Jared Wilson-Aggarwal

Jared Wilson-Aggarwal

Visible (left) and UV (right)

 

BBSRC funded Research Assistant

Centre for Ecology and Conservation, University of Exeter

J.Wilson-Aggarwal at exeter.ac.uk

 

Working on a grant Predator Vision and Avian Egg Camouflage, which investigates the type and function of camouflage in the eggs, chicks, and adults of ground nesting birds in South Africa (mainly plovers) and in Zambia (mainly nightjars).

Current Research

I am a research assistant working alongside Martin Stevens, Claire Spottiswoode and Jolyon Troscianko. My work involves the collection and analysis of data for investigations into avian egg camouflage and predator vision. This research focuses on nightjar and plover species found in Zambia and South Africa. The aim is to address fundamental questions about how camouflage influences survival in natural environments. These include:

 

- How the type and level of camouflage affects survival against predators?

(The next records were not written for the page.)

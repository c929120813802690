//! OpenRouter API client

use std::time::Duration;

use anyhow::{Context, Result};
use reqwest::Client;
use serde::{Deserialize, Serialize};

use crate::constants::HTTP_TIMEOUT_SECS;

/// OpenRouter chat-completions client used as the summarization service.
/// One request per conversation; retries and model routing are the
/// service's concern, not ours.
#[derive(Clone)]
pub struct SummarizerClient {
    client: Client,
    api_key: String,
    model: String,
}

#[derive(Serialize)]
struct ChatRequest {
    model: String,
    messages: Vec<Message>,
    max_tokens: u32,
}

#[derive(Serialize)]
struct Message {
    role: String,
    content: String,
}

#[derive(Deserialize)]
struct ChatResponse {
    choices: Vec<Choice>,
}

#[derive(Deserialize)]
struct Choice {
    message: ResponseMessage,
}

#[derive(Deserialize)]
struct ResponseMessage {
    content: String,
}

impl SummarizerClient {
    pub fn new(api_key: String, model: String) -> Result<Self> {
        let client = Client::builder()
            .timeout(Duration::from_secs(HTTP_TIMEOUT_SECS))
            .build()
            .context("Failed to create HTTP client")?;

        Ok(Self {
            client,
            api_key,
            model,
        })
    }

    /// Send one prompt and return the raw model text. The caller owns
    /// parsing; this layer only fails on transport or API errors.
    pub async fn summarize(&self, prompt: &str, max_tokens: u32) -> Result<String> {
        let request = ChatRequest {
            model: self.model.clone(),
            messages: vec![Message {
                role: "user".to_string(),
                content: prompt.to_string(),
            }],
            max_tokens,
        };

        let response = self
            .client
            .post("https://openrouter.ai/api/v1/chat/completions")
            .header("Authorization", format!("Bearer {}", self.api_key))
            .header("Content-Type", "application/json")
            .header("HTTP-Referer", "https://github.com/inbrief")
            .json(&request)
            .send()
            .await
            .context("Failed to send request to OpenRouter")?;

        let status = response.status();
        if !status.is_success() {
            let error_text = response.text().await.unwrap_or_default();
            anyhow::bail!("OpenRouter API error ({}): {}", status, error_text);
        }

        let chat_response: ChatResponse = response
            .json()
            .await
            .context("Failed to parse OpenRouter response")?;

        chat_response
            .choices
            .first()
            .map(|c| c.message.content.clone())
            .ok_or_else(|| anyhow::anyhow!("No response content from model"))
    }
}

- Whether or not different camouflage strategies evolve against different backgrounds?

- How habitat specialisation influence camouflage, egg variation and laying strategy?

 

These questions will be addressed primarily through the analysis of adult, chick and egg images taken in the field. The images are used to model the relevant predator visual systems, followed by various techniques to analyse the different types of camouflage.

 

In addition to the already mentioned research we are conducting citizen science projects to investigate the evolution of camouflage on different habitats. These involve online games where participants search a scene for eggs or adult nightjars. The games can be found on our project nightjar website.

Prior Research

For my undergraduate research project I investigated theories behind the evolution of deception. Deceptive signalling has seen much theoretical attention, and yet our understanding of its mechanisms in communication systems is limited. This is partly because it is not always practical to study deceptive signals in the wild. I designed a versatile method, using human foragers, to generate data on the key predictions of deceptive signalling.

 

I graduated from Exeter in 2012 with a BSc in Zoology. My interests are broad spanning across the subjects of behavioural ecology, sexual selection and conservation. I also have a particular passion for herpetology and would one day like to integrate this with future research.